Can you talk about your social work and public health background, and how those experiences would inform the work you’d do if you were elected?
One population that I think a lot of people forget about is trans youth. It’s a population that’s really important to me to protect because they’re at such a high risk for suicide, drug use, under employment, homelessness.
I’ve worked with this population across the country actually and they’re just such wonderful kids and they’re kicked out of their own homes because of who they are. And personally, I have been kicked out of places like friend groups or not invited to places with friends based on who I was as a child, and I can’t imagine what it’d be like to be kicked out of your own family based on who you are, or not allowed to use the bathroom that you have every right to use, or not able to get your actual gender identity printed on your license just having to go with what’s on your birth certificate. So I’ve worked with this population, and I want to provide them with open resources so that they can thrive. LGBTQ youth in general, any marginalized youth, is a population that I’m going to fight for.
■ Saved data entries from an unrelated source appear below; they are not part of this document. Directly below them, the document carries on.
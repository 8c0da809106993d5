//! Rectangular grid layout
//!
//! Columns run along X, rows along Z. The whole block is centered on the
//! config center and filled row-major, so a count that is not a full
//! rectangle leaves the last row partially filled.

use glam::Vec3;

use crate::Point3;
use crate::config::{GridParams, SpawnConfig};

/// Resolve `(rows, columns)`, deriving any zero dimension from `count`
pub fn grid_dimensions(params: &GridParams, count: u32) -> (u32, u32) {
    match (params.rows, params.columns) {
        (0, 0) => {
            let columns = ((count as f64).sqrt().ceil() as u32).max(1);
            (count.div_ceil(columns), columns)
        }
        (0, columns) => (count.div_ceil(columns), columns),
        (rows, 0) => (rows, count.div_ceil(rows)),
        (rows, columns) => (rows, columns),
    }
}

/// Grid positions; yields `min(count, rows * columns)` points
pub fn grid(config: &SpawnConfig, params: &GridParams) -> Vec<Point3> {
    let (rows, columns) = grid_dimensions(params, config.count);
    let capacity = (rows as u64 * columns as u64).min(config.count as u64) as usize;

    let spacing = params.spacing;
    let start_x = -((columns as f32 - 1.0) * spacing) / 2.0;
    let start_z = -((rows as f32 - 1.0) * spacing) / 2.0;
    let height = config.base_height();

    let mut points = Vec::with_capacity(capacity);
    'rows: for row in 0..rows {
        for col in 0..columns {
            if points.len() >= capacity {
                break 'rows;
            }
            points.push(Vec3::new(
                config.center.x + start_x + col as f32 * spacing,
                height,
                config.center.z + start_z + row as f32 * spacing,
            ));
        }
    }
    points
}
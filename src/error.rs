//! Error taxonomy
//!
//! Generation only ever fails on input validation. Config loading adds
//! I/O and JSON failures on top.

use thiserror::Error;

/// Errors raised while validating a config or generating positions.
#[derive(Debug, Error)]
pub enum SpawnError {
    /// A parameter is out of range for the selected pattern.
    #[error("invalid configuration: {0}")]
    InvalidConfig(&'static str),

    /// The random pattern was requested without an injected source.
    #[error("random pattern requires an injected random source")]
    MissingRandomSource,

    #[error("failed to read config: {0}")]
    Io(#[from] std::io::Error),

    #[error("failed to parse config: {0}")]
    Json(#[from] serde_json::Error),
}

impl SpawnError {
    /// True for errors caused by the configuration values themselves
    pub fn is_config_error(&self) -> bool {
        matches!(
            self,
            SpawnError::InvalidConfig(_) | SpawnError::MissingRandomSource | SpawnError::Json(_)
        )
    }
}
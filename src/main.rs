//! Spawn Patterns command-line entry point
//!
//! Loads or assembles a spawn config, generates positions and prints them
//! as JSON on stdout.

use std::path::PathBuf;

use clap::Parser;
use spawn_patterns::{
    CircleParams, Pattern, PatternKind, SeededSource, SpawnConfig, SpawnError, SpawnPlan,
    generate,
};

/// Procedural spawn-pattern position generator
#[derive(Parser)]
#[command(version, about = "Generate spawn positions for grid, circle, line, random, spiral and hex-grid patterns")]
struct Cli {
    /// JSON spawn config; flags below are ignored when given
    #[arg(long, value_name = "PATH")]
    config: Option<PathBuf>,

    /// Pattern kind (grid, circle, line, random, spiral, hex_grid)
    #[arg(long, default_value = "grid")]
    pattern: String,

    /// Number of positions
    #[arg(long, default_value_t = 9)]
    count: u32,

    /// Spacing for grid, line, spiral and hex-grid patterns
    #[arg(long)]
    spacing: Option<f32>,

    /// Circle radius
    #[arg(long)]
    radius: Option<f32>,

    /// Fixed Y for every position
    #[arg(long)]
    height: Option<f32>,

    /// Seed for the random pattern
    #[arg(long, default_value_t = 0)]
    seed: u64,

    /// Emit a staggered spawn plan with this many seconds between slots
    #[arg(long, value_name = "SECONDS")]
    stagger: Option<f32>,
}

impl Cli {
    fn spawn_config(&self) -> Result<SpawnConfig, SpawnError> {
        if let Some(path) = &self.config {
            return SpawnConfig::load(path);
        }

        let kind = PatternKind::from_str(&self.pattern)
            .ok_or(SpawnError::InvalidConfig("unknown pattern kind"))?;
        let mut pattern = kind.default_pattern();
        if let Some(spacing) = self.spacing {
            match &mut pattern {
                Pattern::Grid(p) => p.spacing = spacing,
                Pattern::Line(p) => p.spacing = spacing,
                Pattern::Spiral(p) => p.spacing = spacing,
                Pattern::HexGrid(p) => p.spacing = spacing,
                Pattern::Circle(_) | Pattern::Random(_) => {
                    log::warn!("--spacing has no effect on the {kind} pattern")
                }
            }
        }
        if let Some(radius) = self.radius {
            match &mut pattern {
                Pattern::Circle(CircleParams { radius: r, .. }) => *r = radius,
                _ => log::warn!("--radius has no effect on the {kind} pattern"),
            }
        }

        let mut config = SpawnConfig::new(pattern, self.count);
        config.fixed_height = self.height;
        config.validate()?;
        Ok(config)
    }
}

fn run(cli: &Cli) -> Result<String, SpawnError> {
    let config = cli.spawn_config()?;
    let mut rng = SeededSource::new(cli.seed);
    log::info!(
        "Generating {} {} positions (seed {})",
        config.count,
        config.kind(),
        rng.seed()
    );

    let json = match cli.stagger {
        Some(stagger) => {
            let mut plan = SpawnPlan::build(&config, Some(&mut rng), stagger)?;
            if config.pattern.needs_random_source() {
                plan = plan.with_seed(rng.seed());
            }
            log::info!("Plan spans {:.2}s", plan.total_duration());
            serde_json::to_string_pretty(&plan)?
        }
        None => {
            let points = generate(&config, Some(&mut rng))?;
            serde_json::to_string_pretty(&points)?
        }
    };
    Ok(json)
}

fn main() {
    env_logger::Builder::from_env(env_logger::Env::default().default_filter_or("info")).init();

    let cli = Cli::parse();
    match run(&cli) {
        Ok(json) => println!("{json}"),
        Err(e) if e.is_config_error() => {
            eprintln!("Config error: {e}");
            std::process::exit(2);
        }
        Err(e) => {
            eprintln!("Error: {e}");
            std::process::exit(1);
        }
    }
}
As a marginalized youth myself, I see a lot of the barriers that they face, in me.
What challenges are you facing leading up to the June 13th primary?
Hannah Risheq: Finances. I have pledged against large corporation donations, anonymous donations, and that kind of thing. And, in addition to that, I’m a young person running for office. I don’t have my friends who work at a law firm making tons and tons of money. I have $25 donations.
My opponent has raised $70,000 for a primary which, honestly, I think is ridiculous, and that’s actually impacted my ability to get endorsements, and that’s impacted my ability to advertise as effectively as I would like. A lot of people don’t know about me because I can’t afford to print a lot of things.
Some people don’t take young people seriously, and that’s unfortunate, because we have lived through a lot. Whether or not people want to believe it, we have lived through some of the worst financial crises in the United States. Some of us came out of college in 2008 and were unable to get a job. We’ve been underemployed basically our entire adult lives. We have crushing student debt. We’re unable to buy homes because real estate prices are so high. It’s difficult for us to invest in our future, and the fact that people don’t see that as an asset to someone who is going to advocate for change is frustrating.
I’ve also experienced a lot of people saying you can’t be Muslim and Jewish, trying to define who I am. That’s really frustrating because I know who I am. I’m not confused. I was raised with two faiths. I practice both of them. I celebrate Ramadan with my dad and my dad’s family, and I celebrate Passover with my mom and my mom’s family, and there’s nothing wrong with that.
If you could talk to young people about what they could do to make a difference, what advice would you give them?
Don’t think that the job is too big because the shoes aren’t too big to fill. We’re the people to fill them. We need to be there. We need to be advocating.
It doesn’t mean you necessarily have to run for office, although I think more young people should. You can create groups to advocate together for a cause you care about. There are things that you can do that actually make a difference because the tiniest things built up will make the biggest impact.
There are many levels of government and tons of ways to get politically involved and politically active. Why are you choosing to run for this particular position and this particular role, at the state level?
I can make the biggest impact and advocate for my community at the state level. I can make sure we protect the Affordable Care Act. Virginia hasn’t expanded Medicaid yet. 400,000 people would be on Medicaid if we expanded it. That’s something that I can do at the state level. I can get 400,000 people healthcare, who otherwise wouldn’t have it.
A lot of people overlook state government, but I think this is where you can see the change that you have pushed for.